As of 3/26, EvergreenHealth tested 1,158 patients; 211 patients tested positive with 42 deaths.

Lessons Learned

Communicate continuously. “I can’t stress that enough,” Dr. Mickey said. “There is a lot of fear, things are constantly changing, there is a lack of continuity in messages being put out by DOH, CDC, other health care organizations, and it varies state by state. It gets incredibly confusing not only for patients in the community but for our health care workers.

Front-line input is imperative. “Our boots on the ground are dealing with patients, learning lessons,” she said. “They understand operations we have to get their input and change quickly and be flexible and nimble.”

Preserve PPE. “We want to keep our health care workers safe, but we also need to conserve PPE and use it appropriately,” she urged.

Plan for Surge. EvergreenHealth established a surge planning committee and converted beds over to negative air flow throughout their main hospital. “We’ve identified  eight sites where we can put patients that don’t currently hold patients,” she added.
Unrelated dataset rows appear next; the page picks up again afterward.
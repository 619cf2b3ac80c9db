//! Content search across live file nodes.
//!
//! A linear scan, like path lookup: acceptable for a single small project
//! tree. Matching is line-oriented; results are ordered by file path and
//! capped by `max_results` total matches.

use crate::error::VfsError;
use crate::tree::FileNode;
use crate::types::NodeId;
use regex::{Regex, RegexBuilder};
use serde::{Deserialize, Serialize};

/// Search options. `query` is a literal unless `regex` is set.
#[derive(Debug, Clone, Default, Serialize, Deserialize)]
pub struct FileSearchOptions {
    pub query: String,
    #[serde(default)]
    pub case_sensitive: bool,
    #[serde(default)]
    pub whole_word: bool,
    #[serde(default)]
    pub regex: bool,
    /// Path patterns to search; empty means all files.
    #[serde(default)]
    pub include_patterns: Vec<String>,
    /// Path patterns to skip.
    #[serde(default)]
    pub exclude_patterns: Vec<String>,
    /// Cap on total matches across all files; None means unbounded.
    #[serde(default)]
    pub max_results: Option<usize>,
}

/// A single match within a file.
#[derive(Debug, Clone, Serialize, Deserialize)]
pub struct SearchMatch {
    /// 1-based line number.
    pub line: usize,
    /// 1-based column of the match start.
    pub column: usize,
    /// The matched text.
    pub text: String,
    /// The full matching line, trimmed.
    pub preview: String,
}

/// All matches within one file.
#[derive(Debug, Clone, Serialize, Deserialize)]
pub struct SearchResult {
    pub file_id: NodeId,
    pub file_name: String,
    pub file_path: String,
    pub matches: Vec<SearchMatch>,
}

fn build_matcher(options: &FileSearchOptions) -> Result<Regex, VfsError> {
    let mut pattern = if options.regex {
        options.query.clone()
    } else {
        regex::escape(&options.query)
    };
    if options.whole_word {
        pattern = format!(r"\b(?:{})\b", pattern);
    }
    RegexBuilder::new(&pattern)
        .case_insensitive(!options.case_sensitive)
        .build()
        .map_err(|e| VfsError::InvalidPattern(e.to_string()))
}

/// Glob-ish path pattern match: `**` spans segments, a single `*` splits
/// the pattern into a prefix/fragment pair. Exact or substring otherwise.
fn matches_pattern(path: &str, pattern: &str) -> bool {
    if let Some((prefix, suffix)) = pattern.split_once("**") {
        if prefix.is_empty() {
            return path.contains(suffix);
        } else if suffix.is_empty() {
            return path.starts_with(prefix);
        }
        return path.starts_with(prefix) && path.contains(suffix);
    }
    if let Some((prefix, fragment)) = pattern.split_once('*') {
        return path.starts_with(prefix) && path.contains(fragment);
    }
    path == pattern || path.contains(pattern)
}

fn path_selected(path: &str, options: &FileSearchOptions) -> bool {
    if options
        .exclude_patterns
        .iter()
        .any(|p| matches_pattern(path, p))
    {
        return false;
    }
    if options.include_patterns.is_empty() {
        return true;
    }
    options
        .include_patterns
        .iter()
        .any(|p| matches_pattern(path, p))
}

/// Search the given nodes. Directories and filtered-out paths are skipped.
pub fn search_nodes<'a>(
    nodes: impl Iterator<Item = &'a FileNode>,
    options: &FileSearchOptions,
) -> Result<Vec<SearchResult>, VfsError> {
    let matcher = build_matcher(options)?;
    let limit = options.max_results.unwrap_or(usize::MAX);

    let mut candidates: Vec<&FileNode> = nodes
        .filter(|n| n.is_file() && path_selected(&n.path, options))
        .collect();
    candidates.sort_by(|a, b| a.path.cmp(&b.path));

    let mut results = Vec::new();
    let mut total = 0usize;
    'files: for node in candidates {
        let Some(content) = node.content.as_deref() else {
            continue;
        };
        let mut matches = Vec::new();
        for (line_idx, line) in content.lines().enumerate() {
            for found in matcher.find_iter(line) {
                matches.push(SearchMatch {
                    line: line_idx + 1,
                    column: found.start() + 1,
                    text: found.as_str().to_string(),
                    preview: line.trim().to_string(),
                });
                total += 1;
                if total >= limit {
                    break;
                }
            }
            if total >= limit {
                break;
            }
        }
        if !matches.is_empty() {
            results.push(SearchResult {
                file_id: node.id,
                file_name: node.name.clone(),
                file_path: node.path.clone(),
                matches,
            });
        }
        if total >= limit {
            break 'files;
        }
    }
    Ok(results)
}
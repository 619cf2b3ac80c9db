//! Tree rebuild: recompute derived child caches from `parent_id` links.
//!
//! Required after bulk load (snapshot restore or project import) since child
//! caches are persisted only as flat records plus back-references. Runs once
//! per load, not on every read.

use super::node::{sibling_order, FileNode};
use crate::types::NodeId;
use std::collections::HashMap;

/// Rebuild every directory's child cache from scratch.
///
/// Nodes whose `parent_id` points at a missing or non-directory node are
/// silently dropped from the caches (the node itself stays in the table);
/// availability of the rest of the tree wins over strict validation.
pub fn rebuild_children(nodes: &mut HashMap<NodeId, FileNode>) {
    for node in nodes.values_mut() {
        if node.is_directory() {
            node.children.clear();
        }
    }

    let links: Vec<(NodeId, NodeId)> = nodes
        .values()
        .filter_map(|n| n.parent_id.map(|p| (p, n.id)))
        .collect();

    for (parent_id, child_id) in links {
        if let Some(parent) = nodes.get_mut(&parent_id) {
            if parent.is_directory() {
                parent.children.push(child_id);
            }
        }
    }

    let dir_ids: Vec<NodeId> = nodes
        .values()
        .filter(|n| n.is_directory())
        .map(|n| n.id)
        .collect();
    for dir_id in dir_ids {
        sort_children(nodes, dir_id);
    }
}

/// Re-sort one directory's child cache per the sibling order policy.
pub fn sort_children(nodes: &mut HashMap<NodeId, FileNode>, dir_id: NodeId) {
    let Some(dir) = nodes.get(&dir_id) else {
        return;
    };
    let mut ids = dir.children.clone();
    ids.retain(|id| nodes.contains_key(id));
    ids.sort_by(|a, b| sibling_order(&nodes[a], &nodes[b]));
    if let Some(dir) = nodes.get_mut(&dir_id) {
        dir.children = ids;
    }
}

/// Sort a list of owned nodes per the sibling order policy (root listing).
pub fn sort_nodes(nodes: &mut [FileNode]) {
    nodes.sort_by(sibling_order);
}

#[cfg(test)]
mod tests {
    use super::*;
    use crate::types::NodeKind;

    fn table(nodes: Vec<FileNode>) -> HashMap<NodeId, FileNode> {
        nodes.into_iter().map(|n| (n.id, n)).collect()
    }

    #[test]
    fn test_rebuild_links_children_to_parent() {
        let dir = FileNode::directory("/src");
        let mut file = FileNode::file("/src/main.rs", String::new());
        file.parent_id = Some(dir.id);
        let dir_id = dir.id;
        let file_id = file.id;

        let mut nodes = table(vec![dir, file]);
        rebuild_children(&mut nodes);

        assert_eq!(nodes[&dir_id].children, vec![file_id]);
    }

    #[test]
    fn test_rebuild_drops_dangling_parent_links() {
        let mut orphan = FileNode::file("/gone/a.txt", String::new());
        orphan.parent_id = Some(NodeId::generate());
        let orphan_id = orphan.id;

        let mut nodes = table(vec![orphan]);
        rebuild_children(&mut nodes);

        // Node survives, nothing caches it as a child.
        assert!(nodes.contains_key(&orphan_id));
        assert!(nodes.values().all(|n| n.children.is_empty()));
    }

    #[test]
    fn test_rebuild_ignores_file_parents() {
        let file = FileNode::file("/a.txt", String::new());
        let mut child = FileNode::file("/a.txt/impossible", String::new());
        child.parent_id = Some(file.id);
        let file_id = file.id;

        let mut nodes = table(vec![file, child]);
        rebuild_children(&mut nodes);

        assert_eq!(nodes[&file_id].kind, NodeKind::File);
        assert!(nodes[&file_id].children.is_empty());
    }

    #[test]
    fn test_rebuild_sorts_directories_first_then_name() {
        let root = FileNode::directory("/p");
        let root_id = root.id;
        let mut sub = FileNode::directory("/p/zeta");
        sub.parent_id = Some(root_id);
        let mut f1 = FileNode::file("/p/alpha.txt", String::new());
        f1.parent_id = Some(root_id);
        let mut f2 = FileNode::file("/p/Beta.txt", String::new());
        f2.parent_id = Some(root_id);
        let (sub_id, f1_id, f2_id) = (sub.id, f1.id, f2.id);

        let mut nodes = table(vec![root, sub, f1, f2]);
        rebuild_children(&mut nodes);

        assert_eq!(nodes[&root_id].children, vec![sub_id, f1_id, f2_id]);
    }
}
//! Node records, path utilities, and derived-tree maintenance.

pub mod node;
pub mod path;
pub mod rebuild;

pub use node::{sibling_order, FileNode, TreeEntry};
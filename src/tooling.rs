//! Tooling surface: the command-line interface over a workspace store.

pub mod cli;
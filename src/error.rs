//! Error taxonomy for the file system service and its backing store.

use thiserror::Error;

/// Backing-store failures: open, read, write, or record codec errors.
#[derive(Debug, Error)]
pub enum StorageError {
    #[error("Backing store error: {0}")]
    Backend(#[from] sled::Error),

    #[error("Record codec error: {0}")]
    Codec(#[from] bincode::Error),

    #[error("IO error: {0}")]
    Io(#[from] std::io::Error),
}

/// Service-level failures surfaced to callers.
///
/// CRUD methods fail by signaling the specific condition to the immediate
/// caller; user-facing messaging is the caller's responsibility.
#[derive(Debug, Error)]
pub enum VfsError {
    /// Operation references a path or id with no matching live node.
    #[error("Not found: {0}")]
    NotFound(String),

    /// Import blob failed to parse as the expected archive shape.
    #[error("Malformed import: {0}")]
    MalformedImport(String),

    /// Backing store open/read/write failed. Fatal at initialization.
    #[error("Storage error: {0}")]
    Storage(#[from] StorageError),

    /// Create or rename would leave two live nodes sharing a path.
    #[error("Path occupied: {0}")]
    PathOccupied(String),

    /// Search query failed to compile to a matcher.
    #[error("Invalid search pattern: {0}")]
    InvalidPattern(String),

    #[error("Configuration error: {0}")]
    Config(String),
}

impl VfsError {
    /// Build the canonical not-found error for a path.
    pub fn not_found(path: &str) -> Self {
        VfsError::NotFound(path.to_string())
    }
}

#[cfg(test)]
mod tests {
    use super::*;

    #[test]
    fn test_not_found_message_carries_path() {
        let err = VfsError::not_found("/src/main.rs");
        assert_eq!(err.to_string(), "Not found: /src/main.rs");
    }

    #[test]
    fn test_storage_error_wraps_into_vfs_error() {
        let io = std::io::Error::new(std::io::ErrorKind::Other, "disk gone");
        let err: VfsError = StorageError::from(io).into();
        assert!(matches!(err, VfsError::Storage(_)));
    }
}
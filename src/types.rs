//! Core types for the virtual workspace file system.

use serde::{Deserialize, Serialize};
use std::fmt;
use uuid::Uuid;

/// NodeId: Opaque unique identifier of a file system node.
///
/// Generated at creation, immutable, primary key of the node table.
#[derive(Debug, Clone, Copy, PartialEq, Eq, Hash, PartialOrd, Ord, Serialize, Deserialize)]
#[serde(transparent)]
pub struct NodeId(Uuid);

impl NodeId {
    /// Generate a fresh identifier.
    pub fn generate() -> Self {
        NodeId(Uuid::new_v4())
    }

    /// Byte representation, used as the backing-store record key.
    pub fn as_bytes(&self) -> &[u8; 16] {
        self.0.as_bytes()
    }
}

impl fmt::Display for NodeId {
    fn fmt(&self, f: &mut fmt::Formatter<'_>) -> fmt::Result {
        self.0.fmt(f)
    }
}

/// Node kind: file or directory. Immutable after creation.
#[derive(Debug, Clone, Copy, PartialEq, Eq, Serialize, Deserialize)]
#[serde(rename_all = "lowercase")]
pub enum NodeKind {
    File,
    Directory,
}

impl NodeKind {
    pub fn is_directory(&self) -> bool {
        matches!(self, NodeKind::Directory)
    }
}
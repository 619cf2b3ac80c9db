//! Project archive format and first-run bootstrap seed.
//!
//! Export serializes the full node list plus metadata to a single JSON
//! document; import accepts exactly that shape and performs a destructive
//! full-table replace, never a merge.

use crate::error::VfsError;
use crate::tree::FileNode;
use chrono::{DateTime, Utc};
use serde::{Deserialize, Serialize};

/// Archive format version.
pub const ARCHIVE_VERSION: &str = "1.0.0";

/// Portable project archive: flat node list plus metadata.
#[derive(Debug, Clone, Serialize, Deserialize)]
pub struct ProjectArchive {
    pub files: Vec<FileNode>,
    pub metadata: ArchiveMetadata,
}

#[derive(Debug, Clone, Serialize, Deserialize)]
pub struct ArchiveMetadata {
    pub name: String,
    pub version: String,
    pub exported_at: DateTime<Utc>,
}

impl ProjectArchive {
    pub fn new(name: &str, files: Vec<FileNode>) -> Self {
        ProjectArchive {
            files,
            metadata: ArchiveMetadata {
                name: name.to_string(),
                version: ARCHIVE_VERSION.to_string(),
                exported_at: Utc::now(),
            },
        }
    }

    /// Serialize to the portable JSON document.
    pub fn to_json(&self) -> Result<String, VfsError> {
        serde_json::to_string_pretty(self)
            .map_err(|e| VfsError::MalformedImport(e.to_string()))
    }

    /// Parse an archive document. Fails with `MalformedImport` when the
    /// blob does not match the expected shape.
    pub fn from_json(text: &str) -> Result<Self, VfsError> {
        serde_json::from_str(text).map_err(|e| VfsError::MalformedImport(e.to_string()))
    }
}

/// A file seeded into a fresh workspace.
pub struct SeedFile {
    pub path: &'static str,
    pub content: &'static str,
}

/// Directories of the default project, created before the files.
pub const SEED_DIRECTORIES: &[&str] = &["/"];

/// Files of the default project. Guarantees the service is never observed
/// in an empty, unusable state.
pub const SEED_FILES: &[SeedFile] = &[
    SeedFile {
        path: "/README.md",
        content: "# Welcome\n\nThis workspace was created for you.\n\n\
## Getting started\n\n\
1. Create files from the explorer\n\
2. Edit and save; changes persist locally\n\
3. Export the project at any time to move it elsewhere\n",
    },
    SeedFile {
        path: "/index.js",
        content: "console.log('Hello, World!');\n\n\
function greet(name) {\n  return `Hello, ${name}!`;\n}\n\n\
console.log(greet('Developer'));\n",
    },
    SeedFile {
        path: "/style.css",
        content: "body {\n  font-family: sans-serif;\n  margin: 0;\n  padding: 20px;\n}\n\n\
.container {\n  max-width: 800px;\n  margin: 0 auto;\n}\n",
    },
];

#[cfg(test)]
mod tests {
    use super::*;

    #[test]
    fn test_archive_json_round_trip() {
        let files = vec![FileNode::file("/a.txt", "alpha".to_string())];
        let archive = ProjectArchive::new("demo", files);
        let text = archive.to_json().unwrap();

        let parsed = ProjectArchive::from_json(&text).unwrap();
        assert_eq!(parsed.metadata.name, "demo");
        assert_eq!(parsed.metadata.version, ARCHIVE_VERSION);
        assert_eq!(parsed.files.len(), 1);
        assert_eq!(parsed.files[0].path, "/a.txt");
        assert_eq!(parsed.files[0].content.as_deref(), Some("alpha"));
    }

    #[test]
    fn test_malformed_archive_is_rejected() {
        let err = ProjectArchive::from_json("{\"files\": 7}").unwrap_err();
        assert!(matches!(err, VfsError::MalformedImport(_)));
    }

    #[test]
    fn test_seed_is_non_empty() {
        assert!(!SEED_DIRECTORIES.is_empty());
        assert!(!SEED_FILES.is_empty());
    }
}
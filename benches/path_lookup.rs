//! Benchmark the linear path scan against growing node tables.

use arbor::service::FileSystemService;
use arbor::store::MemorySnapshotStore;
use criterion::{criterion_group, criterion_main, BenchmarkId, Criterion};
use std::sync::Arc;

fn build_service(files: usize) -> FileSystemService {
    let runtime = tokio::runtime::Builder::new_current_thread()
        .build()
        .unwrap();
    runtime.block_on(async {
        let store = Arc::new(MemorySnapshotStore::new());
        let mut service = FileSystemService::initialize(store, "bench").await.unwrap();
        service.create_directory("/src").await.unwrap();
        for i in 0..files {
            service
                .create_file(&format!("/src/file_{:04}.rs", i), "fn f() {}")
                .await
                .unwrap();
        }
        service
    })
}

fn bench_path_lookup(c: &mut Criterion) {
    let mut group = c.benchmark_group("path_lookup");
    for size in [16usize, 128, 1024] {
        let service = build_service(size);
        let target = format!("/src/file_{:04}.rs", size - 1);
        group.bench_with_input(BenchmarkId::from_parameter(size), &size, |b, _| {
            b.iter(|| service.get_file_by_path(&target))
        });
    }
    group.finish();
}

criterion_group!(benches, bench_path_lookup);
criterion_main!(benches);
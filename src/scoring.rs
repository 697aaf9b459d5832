//! Log-normal score transform: raw duration → 0–100.
//!
//! A curve is fixed by two control points: the duration scoring exactly 50
//! (the distribution's median) and the duration past which improvements
//! stop paying off. The score is `100 × (1 − CDF(duration))` under the
//! log-normal distribution those points determine, clamped to [0, 100].

/// Control points, in the same unit as the durations being scored.
#[derive(Debug, Clone, Copy)]
pub struct ScoringCurve {
    /// Duration at which the score is exactly 50.
    pub median: f64,
    /// Duration of the point of diminishing returns.
    pub point_of_diminishing_returns: f64,
}

impl ScoringCurve {
    /// The log-normal distribution these control points determine.
    pub fn distribution(&self) -> LogNormal {
        let location = self.median.ln();
        // The point of diminishing returns sits at the smaller positive root
        // of the CDF's third derivative; solve the shape parameter from that
        // root and the median.
        let log_ratio = (self.point_of_diminishing_returns / self.median).ln();
        let shape =
            (1.0 - 3.0 * log_ratio - ((log_ratio - 3.0).powi(2) - 8.0).sqrt()).sqrt() / 2.0;
        LogNormal { location, shape }
    }
}

/// A log-normal distribution in (location, shape) form.
#[derive(Debug, Clone, Copy)]
pub struct LogNormal {
    location: f64,
    shape: f64,
}

impl LogNormal {
    /// `1 − CDF(x)`: the share of the distribution above `x`. Turns
    /// lower-is-better durations into higher-is-better scores.
    pub fn complementary_percentile(&self, x: f64) -> f64 {
        let standardized = (x.ln() - self.location) / (std::f64::consts::SQRT_2 * self.shape);
        (1.0 - erf(standardized)) / 2.0
    }
}

/// Score a duration against a curve. Monotone non-increasing in the
/// duration; always within [0, 100]. A zero duration scores 100.
pub fn score(duration: f64, curve: &ScoringCurve) -> f64 {
    if duration <= 0.0 {
        return 100.0;
    }
    let value = 100.0 * curve.distribution().complementary_percentile(duration);
    value.clamp(0.0, 100.0)
}

/// Integer score for final reporting. The unrounded duration stays
/// available to callers that carry it in their results.
pub fn score_rounded(duration: f64, curve: &ScoringCurve) -> u8 {
    score(duration, curve).round() as u8
}

/// Abramowitz–Stegun polynomial approximation of the error function.
/// Maximum absolute error ~1.5e-7, well under a rounded score unit.
fn erf(x: f64) -> f64 {
    let sign = if x < 0.0 { -1.0 } else { 1.0 };
    let x = x.abs();

    const A1: f64 = 0.254829592;
    const A2: f64 = -0.284496736;
    const A3: f64 = 1.421413741;
    const A4: f64 = -1.453152027;
    const A5: f64 = 1.061405429;
    const P: f64 = 0.3275911;

    let t = 1.0 / (1.0 + P * x);
    let y = t * (A1 + t * (A2 + t * (A3 + t * (A4 + t * A5)))) * (-x * x).exp();
    sign * (1.0 - y)
}

#[cfg(test)]
mod tests {
    use super::*;

    /// First-meaningful-paint control points, in milliseconds.
    fn paint_curve() -> ScoringCurve {
        ScoringCurve {
            median: 4000.0,
            point_of_diminishing_returns: 1600.0,
        }
    }

    #[test]
    fn median_duration_scores_fifty() {
        assert_eq!(score_rounded(4000.0, &paint_curve()), 50);
    }

    #[test]
    fn fast_paint_scores_near_one_hundred() {
        assert!(score_rounded(1100.0, &paint_curve()) >= 99);
    }

    #[test]
    fn slow_paint_scores_near_zero() {
        assert!(score_rounded(14000.0, &paint_curve()) <= 1);
    }

    #[test]
    fn monotone_non_increasing_over_the_whole_range() {
        let curve = paint_curve();
        let mut previous = score(0.0, &curve);
        for duration in (0..200).map(|i| i as f64 * 150.0) {
            let current = score(duration, &curve);
            assert!(
                current <= previous + 1e-9,
                "score rose from {previous} to {current} at {duration}"
            );
            previous = current;
        }
    }

    #[test]
    fn bounded_for_extreme_durations() {
        let curve = paint_curve();
        for duration in [0.0, 0.001, 1.0, 1e6, 1e12, f64::MAX] {
            let value = score(duration, &curve);
            assert!((0.0..=100.0).contains(&value), "score {value} for {duration}");
        }
    }

    #[test]
    fn zero_duration_scores_one_hundred() {
        assert_eq!(score(0.0, &paint_curve()), 100.0);
    }

    #[test]
    fn erf_matches_known_values() {
        assert!(erf(0.0).abs() < 1e-6);
        assert!((erf(1.0) - 0.842_700_79).abs() < 1e-6);
        assert!((erf(-1.0) + 0.842_700_79).abs() < 1e-6);
        assert!((erf(3.0) - 0.999_977_91).abs() < 1e-5);
    }

    #[test]
    fn different_curves_shift_the_midpoint() {
        let tighter = ScoringCurve {
            median: 1000.0,
            point_of_diminishing_returns: 400.0,
        };
        assert_eq!(score_rounded(1000.0, &tighter), 50);
        assert!(score(2000.0, &tighter) < score(2000.0, &paint_curve()));
    }
}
Implement telehealth. Video visits are a key tool.

Maintain Strict Testing Criteria. “With limited testing resources, it’s important to develop testing criteria and stick to them,” advised Dr. Mickey.  “In an ideal world, we would test everyone to get the epidemiological data, but currently there is not a clinical reason to test people with mild disease.

She concluded by thanking the EvergreenHealth team and advising all to shelter in place: “As our Governor has said, we want to keep people at home: 'Stay home, and stay healthy'.”